In the entries below, find every line with "calculated" and copy it.

• • • •

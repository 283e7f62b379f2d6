use serde::{Deserialize, Serialize};
use std::collections::BTreeMap;
use std::fmt;

use crate::defaults::{BASE_PREFIX, CTE_PREFIX, VIEW_PREFIX};

// ---------------------------------------------------------------------------
// Entity classification
// ---------------------------------------------------------------------------

#[derive(Debug, Clone, Copy, Default, PartialEq, Eq, Hash, PartialOrd, Ord, Serialize, Deserialize)]
#[serde(rename_all = "UPPERCASE")]
pub enum EntityType {
    #[default]
    Base,
    Cte,
    View,
}

impl EntityType {
    pub fn prefix(self) -> &'static str {
        match self {
            EntityType::Base => BASE_PREFIX,
            EntityType::Cte => CTE_PREFIX,
            EntityType::View => VIEW_PREFIX,
        }
    }

    pub fn as_str(self) -> &'static str {
        match self {
            EntityType::Base => "BASE",
            EntityType::Cte => "CTE",
            EntityType::View => "VIEW",
        }
    }

    /// Infer the type from a `"{TYPE}_{Name}"` key. Keys without a known
    /// prefix are treated as BASE.
    pub fn from_key(key: &str) -> Self {
        [EntityType::Cte, EntityType::View, EntityType::Base]
            .into_iter()
            .find(|t| key.starts_with(t.prefix()))
            .unwrap_or_default()
    }

    /// CTEs and VIEWs are derived from other entities; only they are
    /// ever suggested.
    pub fn is_derived(self) -> bool {
        !matches!(self, EntityType::Base)
    }
}

impl fmt::Display for EntityType {
    fn fmt(&self, f: &mut fmt::Formatter<'_>) -> fmt::Result {
        f.write_str(self.as_str())
    }
}

/// Strip the type prefix from an entity key (`"BASE_Customers"` → `"Customers"`).
pub fn display_name(key: &str) -> &str {
    [BASE_PREFIX, CTE_PREFIX, VIEW_PREFIX]
        .iter()
        .find_map(|p| key.strip_prefix(p))
        .unwrap_or(key)
}

// ---------------------------------------------------------------------------
// Field references
// ---------------------------------------------------------------------------

/// A parsed `"EntityKey.FieldName"` reference.
#[derive(Debug, Clone, PartialEq, Eq, Hash)]
pub struct FieldRef {
    pub entity: String,
    pub field: String,
}

impl FieldRef {
    /// Split on the first `.`. Returns `None` when there is no separator.
    pub fn parse(raw: &str) -> Option<Self> {
        let (entity, field) = raw.split_once('.')?;
        Some(Self {
            entity: entity.to_string(),
            field: field.to_string(),
        })
    }
}

impl fmt::Display for FieldRef {
    fn fmt(&self, f: &mut fmt::Formatter<'_>) -> fmt::Result {
        write!(f, "{}.{}", self.entity, self.field)
    }
}

#[derive(Debug, Clone, Copy, PartialEq, Eq, PartialOrd, Ord, Hash, Serialize, Deserialize)]
#[serde(rename_all = "lowercase")]
pub enum ConnectionType {
    Ref,
    Calculation,
}

// ---------------------------------------------------------------------------
// Catalog definitions (deserialized from catalog JSON)
// ---------------------------------------------------------------------------

#[derive(Debug, Clone, PartialEq, Serialize, Deserialize)]
pub struct Calculation {
    #[serde(rename = "ref", default, skip_serializing_if = "Option::is_none")]
    pub refs: Option<Vec<String>>,
    pub expression: String,
}

#[derive(Debug, Clone, Default, PartialEq, Serialize, Deserialize)]
pub struct FieldDef {
    #[serde(rename = "ref", default, skip_serializing_if = "Option::is_none")]
    pub refs: Option<Vec<String>>,
    #[serde(default, skip_serializing_if = "Option::is_none")]
    pub calculation: Option<Calculation>,
    /// Catalog attributes this engine does not interpret (type, description, ...).
    #[serde(flatten)]
    pub extra: BTreeMap<String, serde_json::Value>,
}

/// One raw reference string of a field, with the connection it implies.
#[derive(Debug, Clone, Copy, PartialEq)]
pub struct RawReference<'a> {
    pub raw: &'a str,
    pub connection_type: ConnectionType,
    pub expression: Option<&'a str>,
}

impl FieldDef {
    /// Direct refs first, then calculation refs.
    pub fn references(&self) -> impl Iterator<Item = RawReference<'_>> {
        let direct = self.refs.iter().flatten().map(|raw| RawReference {
            raw: raw.as_str(),
            connection_type: ConnectionType::Ref,
            expression: None,
        });
        let calculated = self.calculation.iter().flat_map(|calc| {
            calc.refs.iter().flatten().map(move |raw| RawReference {
                raw: raw.as_str(),
                connection_type: ConnectionType::Calculation,
                expression: Some(calc.expression.as_str()),
            })
        });
        direct.chain(calculated)
    }

    pub fn has_references(&self) -> bool {
        self.references().next().is_some()
    }

    /// Primary-key flag, read from the catalog's `isPK` or `pk` attribute.
    pub fn is_primary_key(&self) -> bool {
        ["isPK", "pk"]
            .iter()
            .any(|k| self.extra.get(*k).and_then(serde_json::Value::as_bool) == Some(true))
    }
}

#[derive(Debug, Clone, Default, PartialEq, Serialize, Deserialize)]
pub struct EntityDef {
    #[serde(default, skip_serializing_if = "Option::is_none")]
    pub alias: Option<String>,
    #[serde(default)]
    pub fields: BTreeMap<String, FieldDef>,
}

impl EntityDef {
    pub fn field_names(&self) -> impl Iterator<Item = &str> {
        self.fields.keys().map(String::as_str)
    }
}

// ---------------------------------------------------------------------------
// Dependency maps
// ---------------------------------------------------------------------------

/// One field-level connection backing a suggestion or requirement.
/// `source_field` and `target_field` are full `"Entity.Field"` strings.
#[derive(Debug, Clone, PartialEq, Eq, Serialize, Deserialize)]
pub struct DependencyLink {
    #[serde(rename = "sourceField")]
    pub source_field: String,
    #[serde(rename = "targetField")]
    pub target_field: String,
    #[serde(rename = "connectionType")]
    pub connection_type: ConnectionType,
    #[serde(skip_serializing_if = "Option::is_none")]
    pub calculation: Option<String>,
}

impl DependencyLink {
    pub fn source(&self) -> Option<FieldRef> {
        FieldRef::parse(&self.source_field)
    }

    pub fn target(&self) -> Option<FieldRef> {
        FieldRef::parse(&self.target_field)
    }
}

/// Referenced entity key → the links that reference it.
pub type DependencyMap = BTreeMap<String, Vec<DependencyLink>>;

/// Key, display name and inferred type of a referenced entity.
#[derive(Debug, Clone, PartialEq, Eq, Serialize, Deserialize)]
pub struct EntitySummary {
    pub key: String,
    pub name: String,
    #[serde(rename = "type")]
    pub entity_type: EntityType,
}

impl EntitySummary {
    pub fn from_key(key: &str) -> Self {
        Self {
            key: key.to_string(),
            name: display_name(key).to_string(),
            entity_type: EntityType::from_key(key),
        }
    }
}

// ---------------------------------------------------------------------------
// Suggestions and requirements (serialized to JSON output)
// ---------------------------------------------------------------------------

#[derive(Debug, Clone, Copy, PartialEq, Eq, Serialize, Deserialize)]
#[serde(into = "u8", try_from = "u8")]
pub enum SuggestionLevel {
    /// Buildable from canvas entities alone.
    Direct,
    /// Builds on at least one level-1 suggestion.
    Transitive,
}

impl From<SuggestionLevel> for u8 {
    fn from(level: SuggestionLevel) -> u8 {
        match level {
            SuggestionLevel::Direct => 1,
            SuggestionLevel::Transitive => 2,
        }
    }
}

impl TryFrom<u8> for SuggestionLevel {
    type Error = String;

    fn try_from(value: u8) -> Result<Self, Self::Error> {
        match value {
            1 => Ok(SuggestionLevel::Direct),
            2 => Ok(SuggestionLevel::Transitive),
            other => Err(format!("invalid suggestion level {other}")),
        }
    }
}

#[derive(Debug, Clone, PartialEq, Serialize, Deserialize)]
pub struct Suggestion {
    #[serde(rename = "entityKey")]
    pub entity_key: String,
    pub name: String,
    #[serde(rename = "entityType")]
    pub entity_type: EntityType,
    pub level: SuggestionLevel,
    #[serde(rename = "coveragePercent")]
    pub coverage_percent: u8,
    #[serde(rename = "matchingEntities")]
    pub matching_entities: Vec<EntitySummary>,
    #[serde(rename = "missingEntities")]
    pub missing_entities: Vec<EntitySummary>,
    #[serde(rename = "dependencyMap")]
    pub dependency_map: DependencyMap,
}

#[derive(Debug, Clone, PartialEq, Serialize, Deserialize)]
pub struct ReverseDependency {
    #[serde(rename = "entityKey")]
    pub entity_key: String,
    pub name: String,
    #[serde(rename = "entityType")]
    pub entity_type: EntityType,
    /// Whether the catalog defines this entity, i.e. whether it can be added.
    #[serde(rename = "inCatalog")]
    pub in_catalog: bool,
    #[serde(rename = "dependencyMap")]
    pub dependency_map: DependencyMap,
}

• • • •

→ **Response for this exercise**
        let calculated = self.calculation.iter().flat_map(|calc| {
        direct.chain(calculated)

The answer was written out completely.